Dass nicht sie, sondern die eingebürgerte Slowakin Anastazia Kuzmina Gold gewann, das lag vermutlich auch ein wenig an den Bedingungen, die im Whistler Olympic Park herrschten. Es nieselte, der Schnee wurde matschig und schwer, überhaupt regnete es den ganzen Tag in Whistler. "Die Bedingungen waren schon schwierig", fand Neuner.

Ihre schwedischen Kolleginnen, die Gesamtweltcup-Führende Helena Jonsson und die Mitfavoritin Anna Carin Olofsson, kamen mit den Bedingungen nicht zurecht, sie schnitten überraschend schwach ab, Jonsson wurde Zwölfte, Olofsson gar nur 20. "Die Schwedinnen sind auch nur Menschen", sagte Bundestrainer Müssiggang, und sah damit seine These bestätigt, dass bei Olympia "jederzeit alles passieren kann". Weshalb die Silbermedaille für Neuner um so höher einzustufen sei.

Neuner selbst sah das genau so: "Ich bin total glücklich", sagte sie, immer wieder sagt sie das, "ich habe nicht Gold verloren, sondern Silber gewonnen". Sie lächelte jetzt nicht mehr. Sie strahlte.

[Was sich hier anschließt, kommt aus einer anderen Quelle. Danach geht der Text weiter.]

// Copyright 2025 Jonas Kruckenberg
//
// Licensed under the Apache License, Version 2.0, <LICENSE-APACHE or
// http://apache.org/licenses/LICENSE-2.0> or the MIT license <LICENSE-MIT or
// http://opensource.org/licenses/MIT>, at your option. This file may not be
// copied, modified, or distributed except according to those terms.

//! Object-building helpers shared by the integration tests: hand-rolled
//! types whose instances are laid out on an obstack the same way a host
//! compiler would lay them out.

#![allow(dead_code)]

use std::ptr::NonNull;
use std::sync::Arc;

use molt_runtime::gc_type::Type;
use molt_runtime::obj::{RObj, RObjOrFakePtr};
use molt_runtime::vtable::RuntimeVTable;
use molt_runtime::{Obstack, Runtime, RuntimeOptions};

/// A `Type` with its vtable, kept alive for the duration of a test.
pub struct TestType {
    pub ty: Box<Type>,
    pub vtable: Box<RuntimeVTable>,
}

impl TestType {
    /// A class of `ref_slots` leading reference slots followed by
    /// `scalar_slots` word-sized scalar fields.
    pub fn class(name: &str, ref_slots: usize, scalar_slots: usize) -> Arc<TestType> {
        let offsets: Vec<usize> = (0..ref_slots).map(|i| i * 8).collect();
        let ty = Type::class_factory(name, (ref_slots + scalar_slots) * 8, &offsets, 0, None);
        let vtable = RuntimeVTable::factory(&ty, None);
        Arc::new(TestType { ty, vtable })
    }

    /// An array whose elements are one reference slot plus
    /// `scalar_slots` scalars.
    pub fn array(name: &str, scalar_slots: usize) -> Arc<TestType> {
        let ty = Type::array_factory(name, (1 + scalar_slots) * 8, &[0]);
        let vtable = RuntimeVTable::factory(&ty, None);
        Arc::new(TestType { ty, vtable })
    }
}

/// Allocate a zeroed instance of `tt` on the obstack.
pub fn alloc_obj(obstack: &mut Obstack, tt: &TestType) -> RObj {
    let metadata = tt.ty.uninterned_metadata_byte_size();
    let raw = obstack.calloc(metadata + tt.ty.user_byte_size());
    // Body pointer follows the metadata prefix.
    let body = unsafe { NonNull::new_unchecked(raw.as_ptr().add(metadata)) };
    let obj = RObj::from_ptr(body);
    obj.set_vtable(tt.vtable.vtable_ref());
    obj
}

/// Allocate a zeroed `len`-element array instance.
pub fn alloc_array(obstack: &mut Obstack, tt: &TestType, len: u32) -> RObj {
    let metadata = tt.ty.uninterned_metadata_byte_size();
    let raw = obstack.calloc(metadata + tt.ty.user_byte_size() * len as usize);
    let body = unsafe { NonNull::new_unchecked(raw.as_ptr().add(metadata)) };
    let obj = RObj::from_ptr(body);
    obj.set_vtable(tt.vtable.vtable_ref());
    obj.set_array_size(len);
    obj
}

pub fn set_word(obj: RObj, slot: usize, value: u64) {
    unsafe { *obj.as_ptr().cast::<u64>().add(slot) = value }
}

pub fn get_word(obj: RObj, slot: usize) -> u64 {
    unsafe { *obj.as_ptr().cast::<u64>().add(slot) }
}

pub fn set_ref(obj: RObj, slot: usize, target: RObjOrFakePtr) {
    set_word(obj, slot, target.bits() as u64);
}

pub fn get_ref(obj: RObj, slot: usize) -> RObjOrFakePtr {
    RObjOrFakePtr::from_bits(get_word(obj, slot) as usize)
}

/// A runtime with paranoid self-checking switched on, regardless of the
/// environment.
pub fn checked_runtime() -> Arc<Runtime> {
    let mut options = RuntimeOptions::default();
    options.config.verify_paranoid = true;
    options.config.verify_note = true;
    Runtime::with_options(options)
}

/// As [`checked_runtime`], on the malloc-backed debug arena.
pub fn checked_malloc_runtime() -> Arc<Runtime> {
    let mut options = RuntimeOptions::default();
    options.config.verify_paranoid = true;
    options.config.verify_note = true;
    options.malloc_arena = true;
    Runtime::with_options(options)
}
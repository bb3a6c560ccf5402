// Copyright 2025 Jonas Kruckenberg
//
// Licensed under the Apache License, Version 2.0, <LICENSE-APACHE or
// http://apache.org/licenses/LICENSE-2.0> or the MIT license <LICENSE-MIT or
// http://opensource.org/licenses/MIT>, at your option. This file may not be
// copied, modified, or distributed except according to those terms.

//! The canonical set of interned objects: a lock-striped hash set with
//! intrusive per-bucket chains and lazy power-of-two rehashing.
//!
//! Each bucket is a single word: two low lock bits, sixteen "extra hash"
//! bits of the head object's hash, and the head pointer. The chain runs
//! through each object's metadata `next` word.
//!
//! Memory for every bucket the table could ever use is reserved up
//! front; untouched pages read as all-zero, which is the *needs lazy
//! rehash* sentinel. When a zero bucket is first locked we lock its
//! parent (index with the highest set bit cleared, recursively) and
//! partition the parent's chain between the two using the stashed extra
//! hash bits. Growing the table just doubles the visible mask; no data
//! moves until a bucket is touched.
//!
//! Lock ordering: a thread only ever holds multiple bucket locks when
//! rehashing, and then strictly child (higher index) before parent
//! (lower), so lazy rehash recursion cannot deadlock.

use core::ptr::NonNull;
use core::sync::atomic::{AtomicUsize, Ordering};

use molt_tagged_ptr::TaggedPtr;

use crate::Result;
use crate::arena::{Arena, Kind};
use crate::gc_type::TypeKind;
use crate::intern::deep_equal;
use crate::obj::{CycleHandle, IObj, RObj};
use crate::page;
use crate::refcount::MAX_REFCOUNT;
use crate::util::equal_bytes_expecting_yes;

/// An `IObj` pointer plus tag bits: the bucket word and chain links.
/// Interned bodies are only guaranteed 4-byte aligned here, leaving
/// 18 tag bits: 2 for the bucket lock, 16 for extra hash bits.
type InternPtr = TaggedPtr<u8, 48, 2>;

const NUM_LOCK_BITS: u32 = 2;
const HELD: usize = 1;
const LOCK_BITS_MASK: usize = HELD;

pub const EXTRA_HASH_BITS: u32 = InternPtr::TAG_BITS - NUM_LOCK_BITS;

/// The table always has at least this many buckets, so the low
/// `LOG2_MIN_BUCKETS` bits of every hash are implied by the bucket index.
pub const LOG2_MIN_BUCKETS: u32 = 12;

/// Beyond this, rehashing could no longer recover hash bits from the
/// stashed extras.
pub const LOG2_MAX_BUCKETS: u32 = LOG2_MIN_BUCKETS + EXTRA_HASH_BITS;

/// Canonical empty chain: null pointer, nonzero tag, distinguishing it
/// from the all-zero lazy-rehash sentinel.
const EMPTY_LIST_BITS: usize = 1 << NUM_LOCK_BITS;

fn is_lazy_rehash_sentinel(bits: usize) -> bool {
    bits < (1 << NUM_LOCK_BITS)
}

fn extra_hash_bits(bits: usize) -> u64 {
    InternPtr::from_bits(bits as u64).tag() >> NUM_LOCK_BITS
}

fn chain_ptr(bits: usize) -> Option<IObj> {
    NonNull::new(InternPtr::from_bits(bits as u64).ptr()).map(IObj::from_ptr)
}

fn chain_bits(obj: IObj, extra_hash: u64) -> usize {
    InternPtr::new(obj.as_ptr(), (extra_hash << NUM_LOCK_BITS) & InternPtr::TAG_MASK).bits()
        as usize
}

/// See if two objects with equal hashes and vtables are equal. Bitwise,
/// except cycle handles, which compare their cached hash and then the
/// whole cycle structurally.
fn equal_if_same_vtable(key: RObj, obj: IObj) -> bool {
    match key.type_().kind() {
        TypeKind::CycleHandle => {
            let h1 = CycleHandle::from_robj(key);
            let h2 = CycleHandle::from_iobj(obj);
            h1.cycle_hash() == h2.cycle_hash() && deep_equal(h1.root(), h2.root())
        }
        TypeKind::Array => {
            key.array_size() == obj.array_size()
                && equal_bytes_expecting_yes(key.as_ptr(), obj.as_ptr(), obj.user_byte_size())
        }
        _ => equal_bytes_expecting_yes(key.as_ptr(), obj.as_ptr(), key.user_byte_size()),
    }
}

fn objects_equal(key: RObj, obj: IObj) -> bool {
    key.vtable() == obj.vtable() && equal_if_same_vtable(key, obj)
}

/// A locked bucket. Not RAII: every lock ends in one of the
/// `*_and_unlock` calls or [`InternTable::unlock`], mirroring how the
/// callers interleave bucket work with refcount transitions.
pub(crate) struct Bucket<'t> {
    word: &'t AtomicUsize,
}

pub struct InternTable {
    buckets: NonNull<AtomicUsize>,
    /// Visible bucket count minus one; grows monotonically.
    mask: AtomicUsize,
    max_buckets: usize,
    size: AtomicUsize,
}

// Safety: all bucket state is atomic; chain mutation happens only under
// the bucket spinlock.
unsafe impl Send for InternTable {}
// Safety: as above.
unsafe impl Sync for InternTable {}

Das nächste Rennen der Biathlon-Frauen steht am Dienstag auf dem Programm, die Verfolgung über zehn Kilometer. Es ist zugleich Magdalena Neuners zweites olympisches Rennen. Sie ist am vergangenen Dienstag 23 Jahre alt geworden, Vancouver sind ihre ersten Spiele. Auch wenn sich das bei ihr schon anders anfühlt, die Wahrheit ist: Sie hat den größten Teil ihrer Karriere noch vor sich.